====== Excerpted data ======

//! Technology fingerprinting.
//!
//! This module provides:
//! - The `SignatureMatcher` seam the detector calls into
//! - `RulesetMatcher`, a matcher backed by a Wappalyzer-format ruleset
//! - The findings reducer (implies, duplicates, exclusions, categories, CMS selection)

mod detection;
mod models;
mod patterns;
pub mod reducer;
mod ruleset;

use reqwest::header::HeaderMap;
use std::collections::BTreeSet;

pub use detection::RulesetMatcher;
pub use models::{Finding, Provenance, Ruleset, Technology};
pub use reducer::{reduce_findings, select_cms, FindingsSet};
pub use ruleset::load_ruleset;

/// Matches page content against technology signatures.
///
/// Implementations must be shareable across concurrent detections. The lookup
/// methods default to "nothing", which suits matchers without rule metadata.
pub trait SignatureMatcher: Send + Sync {
    /// Returns raw findings for a page, in match order.
    ///
    /// `content` is the decoded page, `headers` the response headers of the
    /// served page, and `url` its normalized URL.
    fn match_page(&self, content: &str, headers: &HeaderMap, url: &str) -> Vec<Finding>;

    /// Findings implied by `finding`. Whether this is transitive is up to the matcher.
    fn implied_by(&self, _finding: &Finding) -> Vec<Finding> {
        Vec::new()
    }

    /// Apps that `finding` invalidates when both are present.
    fn excluded_by(&self, _finding: &Finding) -> Vec<String> {
        Vec::new()
    }

    /// Category names for `finding`.
    fn categories_of(&self, _finding: &Finding) -> BTreeSet<String> {
        BTreeSet::new()
    }
}
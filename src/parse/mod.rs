//! Page parsing.

mod keywords;

pub use keywords::extract_keywords;
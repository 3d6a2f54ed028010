//! Page fetching.
//!
//! Every failure here (transport error, timeout, non-success status, oversized
//! body) is logged, counted, and turned into `None`: an unreachable page is a
//! final outcome, not an error to propagate.

mod decode;
mod redirects;

use log::{debug, warn};
use reqwest::header::HeaderMap;
use reqwest::StatusCode;

use crate::config::MAX_RESPONSE_BODY_SIZE;
use crate::error_handling::{
    categorize_status, update_error_stats, ErrorType, InfoType, ProcessingStats,
};
use crate::resolve::is_cross_origin;

pub use decode::decode_content;

/// A fetched page: where it was requested, where it was served from, and what came back.
#[derive(Debug, Clone)]
pub struct Page {
    /// URL passed to the fetcher
    pub requested_url: String,
    /// URL of the response actually read (differs after a redirect)
    pub final_url: String,
    /// Response status (always a success status)
    pub status: StatusCode,
    /// Response headers
    pub headers: HeaderMap,
    /// Raw response body
    pub body: Vec<u8>,
}

impl Page {
    /// Returns `true` if the page was served from a different URL than requested.
    pub fn was_redirected(&self) -> bool {
        self.requested_url != self.final_url
    }
}

/// Fetches a URL with the shared client, following at most one redirect.
///
/// The timeout is the one configured on `client` (see `init_client`) and covers
/// connection and body read. Returns `None` on any transport failure,
/// non-success status, or a body larger than `MAX_RESPONSE_BODY_SIZE`.
pub async fn fetch_page(
    client: &reqwest::Client,
    url: &str,
    stats: &ProcessingStats,
) -> Option<Page> {
    let response = match redirects::send_following_one_redirect(client, url).await {
        Ok(response) => response,
        Err(e) => {
            warn!("Failed to fetch {}: {}", url, e);
            update_error_stats(stats, &e);
            return None;
        }
    };

    let status = response.status();
    if !status.is_success() {
        warn!("Fetching {} returned status {}", url, status);
        stats.increment_error(categorize_status(status));
        return None;
    }

    let final_url = response.url().to_string();
    if final_url != url {
        stats.increment_info(InfoType::HttpRedirect);
        if url.starts_with("http://") && final_url.starts_with("https://") {
            stats.increment_info(InfoType::HttpsRedirect);
        }
        if is_cross_origin(url, &final_url) {
            stats.increment_info(InfoType::CrossOriginRedirect);
        }
    }

    if let Some(length) = response.content_length() {
        if length > MAX_RESPONSE_BODY_SIZE as u64 {
            debug!("Skipping large body for {}: {} bytes declared", url, length);
            stats.increment_error(ErrorType::ResponseTooLarge);
            return None;
        }
    }

    let headers = response.headers().clone();
    let body = match response.bytes().await {
        Ok(bytes) => bytes,
        Err(e) => {
            warn!("Failed to read response body for {}: {}", url, e);
            update_error_stats(stats, &e);
            return None;
        }
    };
    if body.len() > MAX_RESPONSE_BODY_SIZE {
        debug!("Skipping large body for {}: {} bytes", url, body.len());
        stats.increment_error(ErrorType::ResponseTooLarge);
        return None;
    }

    debug!(
        "Fetched {} ({} bytes, status {}, served from {})",
        url,
        body.len(),
        status,
        final_url
    );

    Some(Page {
        requested_url: url.to_string(),
        final_url,
        status,
        headers,
        body: body.to_vec(),
    })
}
// Shared test helpers for detector setup and mock sites.
//
// This module provides common utilities used across multiple test files to reduce duplication.

use reqwest::header::HeaderMap;
use std::sync::Arc;
use std::time::Duration;

use cms_detect::{CmsDetector, DetectorConfig, Finding, Provenance, SignatureMatcher};
use wiremock::matchers::{method, path};
use wiremock::{Mock, MockServer, ResponseTemplate};

/// Matcher that reports fixed findings whenever the page contains a marker.
pub struct StaticMatcher {
    marker: &'static str,
    findings: Vec<Finding>,
}

impl StaticMatcher {
    #[allow(dead_code)] // Used by other test files
    pub fn new(marker: &'static str, findings: Vec<Finding>) -> Self {
        Self { marker, findings }
    }

    /// Reports WordPress (`cms,blogs`) on pages mentioning `wp-content`.
    #[allow(dead_code)]
    pub fn wordpress() -> Self {
        Self::new(
            "wp-content",
            vec![Finding::new("WordPress", "cms,blogs", Provenance::Html)],
        )
    }
}

impl SignatureMatcher for StaticMatcher {
    fn match_page(&self, content: &str, _headers: &HeaderMap, _url: &str) -> Vec<Finding> {
        if content.contains(self.marker) {
            self.findings.clone()
        } else {
            Vec::new()
        }
    }
}

/// Builds a detector with a short timeout around `matcher`.
#[allow(dead_code)]
pub fn create_detector(matcher: impl SignatureMatcher + 'static) -> CmsDetector {
    create_detector_with_config(
        DetectorConfig {
            timeout_seconds: 5,
            ..Default::default()
        },
        matcher,
    )
}

#[allow(dead_code)]
pub fn create_detector_with_config(
    config: DetectorConfig,
    matcher: impl SignatureMatcher + 'static,
) -> CmsDetector {
    CmsDetector::new(config, Arc::new(matcher)).expect("Failed to build detector")
}

/// Mounts an HTML page at `page_path` on `server`.
#[allow(dead_code)]
pub async fn mount_page(server: &MockServer, page_path: &str, html: &str) {
    Mock::given(method("GET"))
        .and(path(page_path))
        .respond_with(
            ResponseTemplate::new(200)
                .insert_header("Content-Type", "text/html; charset=UTF-8")
                .set_body_string(html),
        )
        .mount(server)
        .await;
}

/// A blog front page carrying a WordPress marker and a meta description.
#[allow(dead_code)]
pub fn blog_page(description: &str) -> String {
    format!(
        r#"<!DOCTYPE html>
<html>
<head>
  <title>Example Blog</title>
  <meta name="description" content="{}">
  <link rel="stylesheet" href="/wp-content/themes/twenty/style.css">
</head>
<body><h1>Latest posts</h1></body>
</html>"#,
        description
    )
}

/// An RSS 2.0 document with one item per `(title, description, link)`.
#[allow(dead_code)]
pub fn rss_feed(items: &[(&str, &str, &str)]) -> String {
    let items: String = items
        .iter()
        .map(|(title, description, link)| {
            format!(
                "<item><title>{}</title><description>{}</description><link>{}</link></item>",
                title, description, link
            )
        })
        .collect();
    format!(
        r#"<?xml version="1.0" encoding="UTF-8"?>
<rss version="2.0"><channel><title>Search results</title>{}</channel></rss>"#,
        items
    )
}

/// Feed response with an RSS content type.
#[allow(dead_code)]
pub fn feed_response(body: String) -> ResponseTemplate {
    ResponseTemplate::new(200)
        .insert_header("Content-Type", "application/rss+xml; charset=UTF-8")
        .set_body_string(body)
}

/// Short-timeout client for talking to a locally spawned service.
#[allow(dead_code)]
pub fn test_client() -> reqwest::Client {
    reqwest::Client::builder()
        .timeout(Duration::from_secs(10))
        .build()
        .expect("Failed to build client")
}
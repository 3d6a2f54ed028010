//! Error type definitions.
//!
//! This module defines all error, warning, and info types used throughout the detector.

use log::SetLoggerError;
use reqwest::Error as ReqwestError;
use strum_macros::EnumIter as EnumIterMacro;
use thiserror::Error;

/// Error types for initialization failures.
#[derive(Error, Debug)]
#[allow(clippy::enum_variant_names)] // All variants end with "Error" by convention
pub enum InitializationError {
    /// Error initializing the logger.
    #[error("Logger initialization error: {0}")]
    LoggerError(#[from] SetLoggerError),

    /// Error initializing the HTTP client.
    #[error("HTTP client initialization error: {0}")]
    HttpClientError(#[from] ReqwestError),

    /// An include/exclude URL pattern did not compile.
    #[error("Invalid URL filter pattern '{pattern}': {source}")]
    UrlFilterError {
        /// The offending pattern
        pattern: String,
        /// Regex compilation error
        source: regex::Error,
    },
}

/// Error types for loading a fingerprint ruleset.
#[derive(Error, Debug)]
pub enum RulesetError {
    /// The ruleset file or directory could not be read.
    #[error("Failed to read ruleset {path}: {source}")]
    Io {
        /// Path that failed
        path: String,
        /// Underlying I/O error
        source: std::io::Error,
    },

    /// The ruleset JSON did not match the technology schema.
    #[error("Failed to parse ruleset {path}: {source}")]
    Parse {
        /// Path that failed
        path: String,
        /// Underlying JSON error
        source: serde_json::Error,
    },
}

/// Error types for feed parsing.
#[derive(Error, Debug)]
pub enum FeedError {
    /// The feed is not well-formed XML.
    #[error("Malformed feed XML at byte {position}: {source}")]
    Xml {
        /// Byte offset reported by the reader
        position: u64,
        /// Underlying reader error
        source: quick_xml::Error,
    },
}

/// Types of errors that can occur while fetching and decoding pages and feeds.
///
/// This enum categorizes actual error conditions - failures that leave a
/// pipeline stage without a value.
#[derive(Debug, Clone, Copy, PartialEq, Eq, Hash, EnumIterMacro)]
pub enum ErrorType {
    // HTTP/Network errors
    HttpRequestBuilderError,
    HttpRequestRedirectError,
    HttpRequestStatusError,
    HttpRequestTimeoutError,
    HttpRequestRequestError,
    HttpRequestConnectError,
    HttpRequestBodyError,
    HttpRequestOtherError,
    HttpRequestBotDetectionError, // 403 Forbidden - typically bot detection
    HttpRequestNotFound,          // 404 Not Found
    HttpRequestServerError,       // any 5xx
    ResponseTooLarge,
    // Content errors
    ContentDecodeError,
    // Feed errors
    FeedFetchError,
    FeedParseError,
}

/// Types of warnings that can occur during detection.
///
/// Warnings indicate missing optional data that doesn't prevent a result
/// but is worth tracking.
#[derive(Debug, Clone, Copy, PartialEq, Eq, Hash, EnumIterMacro)]
pub enum WarningType {
    MissingMetaDescription,
    MissingTitle,
    NoKeywords,
    NoCmsDetected,
    MalformedFeedItem, // <item> without title, description or link
}

/// Types of informational metrics that can occur during detection.
#[derive(Debug, Clone, Copy, PartialEq, Eq, Hash, EnumIterMacro)]
pub enum InfoType {
    HttpRedirect,        // single hop followed (301, 302, etc.)
    HttpsRedirect,       // HTTP to HTTPS redirect
    CrossOriginRedirect, // served host differs from requested host
    IneligibleUrl,       // rejected by include/exclude policy
}

impl std::fmt::Display for ErrorType {
    fn fmt(&self, f: &mut std::fmt::Formatter<'_>) -> std::fmt::Result {
        f.write_str(self.as_str())
    }
}

impl ErrorType {
    pub fn as_str(&self) -> &'static str {
        match self {
            ErrorType::HttpRequestBuilderError => "HTTP request builder error",
            ErrorType::HttpRequestRedirectError => "HTTP request redirect error",
            ErrorType::HttpRequestStatusError => "HTTP request status error",
            ErrorType::HttpRequestTimeoutError => "HTTP request timeout error",
            ErrorType::HttpRequestRequestError => "HTTP request error",
            ErrorType::HttpRequestConnectError => "HTTP request connect error",
            ErrorType::HttpRequestBodyError => "HTTP request body error",
            ErrorType::HttpRequestOtherError => "HTTP request other error",
            ErrorType::HttpRequestBotDetectionError => "Bot detection (403 Forbidden)",
            ErrorType::HttpRequestNotFound => "Not Found (404)",
            ErrorType::HttpRequestServerError => "Server error (5xx)",
            ErrorType::ResponseTooLarge => "Response body too large",
            ErrorType::ContentDecodeError => "Content decode error",
            ErrorType::FeedFetchError => "Feed fetch error",
            ErrorType::FeedParseError => "Feed parse error",
        }
    }
}

impl WarningType {
    /// Returns a human-readable string representation of the warning type.
    pub fn as_str(&self) -> &'static str {
        match self {
            WarningType::MissingMetaDescription => "Missing meta description",
            WarningType::MissingTitle => "Missing title",
            WarningType::NoKeywords => "No usable keywords",
            WarningType::NoCmsDetected => "No CMS detected",
            WarningType::MalformedFeedItem => "Malformed feed item",
        }
    }
}

impl InfoType {
    /// Returns a human-readable string representation of the info type.
    pub fn as_str(&self) -> &'static str {
        match self {
            InfoType::HttpRedirect => "HTTP redirect",
            InfoType::HttpsRedirect => "HTTP to HTTPS redirect",
            InfoType::CrossOriginRedirect => "Cross-origin redirect",
            InfoType::IneligibleUrl => "Ineligible URL",
        }
    }
}
//! Portal service HTTP handlers.

mod detect;
mod status;

pub use detect::{detect_handler, detect_with_path_handler};
pub use status::status_handler;
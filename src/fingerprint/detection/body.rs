//! Body-based technology detection.
//!
//! Covers every check that looks at the page itself rather than the response
//! headers: the URL, meta tags, script sources and raw HTML.

use std::collections::HashMap;

use crate::fingerprint::patterns::{check_meta_patterns, first_match, PatternMatch};

use super::CompiledTechnology;

pub(super) fn check_url(tech: &CompiledTechnology, url: &str) -> PatternMatch {
    first_match(&tech.url, [url])
}

pub(super) fn check_meta(
    tech: &CompiledTechnology,
    meta_tags: &HashMap<String, Vec<String>>,
) -> PatternMatch {
    let mut found = PatternMatch::default();
    for (meta_key, patterns) in &tech.meta {
        let result = check_meta_patterns(meta_key, patterns, meta_tags);
        if result.version.is_some() {
            return result;
        }
        found.matched |= result.matched;
    }
    found
}

pub(super) fn check_scripts(tech: &CompiledTechnology, script_sources: &[String]) -> PatternMatch {
    first_match(&tech.script, script_sources.iter().map(String::as_str))
}

pub(super) fn check_html(tech: &CompiledTechnology, html: &str) -> PatternMatch {
    first_match(&tech.html, [html])
}
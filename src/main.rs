//! Main application entry point (CLI binary).
//!
//! This is a thin wrapper around the `cms_detect` library that handles:
//! - Command-line argument parsing
//! - Environment variable loading (.env file)
//! - Logger initialization
//! - User-facing output formatting
//!
//! All core functionality is implemented in the library crate.

use anyhow::{Context, Result};
use clap::Parser;
use std::sync::Arc;

use cms_detect::config::{Cli, Command};
use cms_detect::initialization::init_logger_with;
use cms_detect::server::{start_server, ServerState};
use cms_detect::{CmsDetector, RulesetMatcher};

#[tokio::main]
async fn main() -> Result<()> {
    // A missing .env is fine
    let _ = dotenvy::dotenv();

    let cli = Cli::parse();

    init_logger_with(cli.log_level.clone().into(), cli.log_format.clone())
        .context("Failed to initialize logger")?;

    let fingerprints = cli.fingerprints.clone().context(
        "No fingerprint ruleset given; pass --fingerprints or set CMS_DETECT_FINGERPRINTS",
    )?;
    let matcher = RulesetMatcher::from_path(&fingerprints)
        .await
        .context("Failed to load fingerprint ruleset")?;
    if matcher.is_empty() {
        log::warn!(
            "Ruleset at {} has no technologies; nothing will be detected",
            fingerprints.display()
        );
    }

    let config = cli
        .detector_config()
        .context("Invalid detector configuration")?;
    let detector =
        CmsDetector::new(config, Arc::new(matcher)).context("Failed to initialize detector")?;

    match cli.command {
        Command::Detect { url, pretty } => {
            let output = match detector.report(&url).await {
                Some(report) => serde_json::to_value(&report)
                    .context("Failed to serialize report")?,
                None => serde_json::json!({}),
            };
            let rendered = if pretty {
                serde_json::to_string_pretty(&output)
            } else {
                serde_json::to_string(&output)
            }
            .context("Failed to render report")?;
            println!("{}", rendered);
        }
        Command::Serve { port } => {
            start_server(port, ServerState::new(detector)).await?;
        }
    }

    Ok(())
}
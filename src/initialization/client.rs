//! HTTP client initialization.

use std::time::Duration;

use reqwest::ClientBuilder;

use crate::config::{DetectorConfig, TCP_CONNECT_TIMEOUT_SECS};

/// Initializes the HTTP client shared by page and feed fetches.
///
/// Creates a `reqwest::Client` configured with:
/// - User-Agent header from the config
/// - Overall timeout from the config (connection and read)
/// - TCP connect timeout, capped at the overall timeout
/// - Redirects disabled, so the fetcher can follow exactly one hop itself
///
/// # Errors
///
/// Returns a `reqwest::Error` if client creation fails.
pub fn init_client(config: &DetectorConfig) -> Result<reqwest::Client, reqwest::Error> {
    let timeout = config.timeout();
    let connect_timeout = Duration::from_secs(TCP_CONNECT_TIMEOUT_SECS).min(timeout);
    ClientBuilder::new()
        .redirect(reqwest::redirect::Policy::none())
        .timeout(timeout)
        .connect_timeout(connect_timeout)
        .user_agent(config.user_agent.clone())
        .build()
}
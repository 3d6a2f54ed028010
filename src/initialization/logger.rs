//! Logger initialization.
//!
//! This module provides functions to initialize the logger with custom formatting.

use std::io::Write;

use crate::config::LogFormat;
use crate::error_handling::InitializationError;
use colored::*;
use log::LevelFilter;

/// Initializes the logger with the specified level and format.
///
/// Configures `env_logger` with custom formatting. Supports both plain text
/// (with colors) and JSON formats for structured logging.
///
/// The logger reads from the `RUST_LOG` environment variable by default, but
/// the provided `level` parameter overrides it for this crate.
///
/// # Errors
///
/// Returns `InitializationError::LoggerError` if a logger is already installed.
///
/// # Examples
///
/// ```bash
/// # Per-module filtering via RUST_LOG
/// RUST_LOG=cms_detect=debug,reqwest=info cms_detect --fingerprints rules/ detect example.com
/// ```
pub fn init_logger_with(level: LevelFilter, format: LogFormat) -> Result<(), InitializationError> {
    let mut builder = env_logger::Builder::from_default_env();

    builder.filter_level(level);
    builder.filter_module("html5ever", LevelFilter::Error);
    builder.filter_module("selectors", LevelFilter::Warn);
    builder.filter_module("reqwest", LevelFilter::Info);
    builder.filter_module("hyper", LevelFilter::Info);
    builder.filter_module("hyper_util", LevelFilter::Info);
    builder.filter_module("cms_detect", level);

    match format {
        LogFormat::Json => {
            builder.format(|buf, record| {
                writeln!(
                    buf,
                    "{{\"ts\":{},\"level\":\"{}\",\"target\":\"{}\",\"msg\":{}}}",
                    chrono::Utc::now().timestamp_millis(),
                    record.level(),
                    record.target(),
                    serde_json::to_string(&record.args().to_string())
                        .unwrap_or_else(|_| "\"\"".into())
                )
            });
        }
        LogFormat::Plain => {
            builder.format(|buf, record| {
                let level = record.level();
                let colored_level = match level {
                    log::Level::Error => level.to_string().red(),
                    log::Level::Warn => level.to_string().yellow(),
                    log::Level::Info => level.to_string().green(),
                    log::Level::Debug => level.to_string().blue(),
                    log::Level::Trace => level.to_string().purple(),
                };

                writeln!(
                    buf,
                    "{} {} [{}] {}",
                    chrono::Local::now().format("%H:%M:%S%.3f"),
                    record.target().cyan(),
                    colored_level,
                    record.args()
                )
            });
        }
    }

    // try_init() so a second initialization (tests) is an error, not a panic
    builder.try_init().map_err(InitializationError::from)?;

    Ok(())
}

======

Work order
Where does the word "ReqwestError" show up in the material? Copy out each line that has it.

Task response
use reqwest::Error as ReqwestError;
    HttpClientError(#[from] ReqwestError),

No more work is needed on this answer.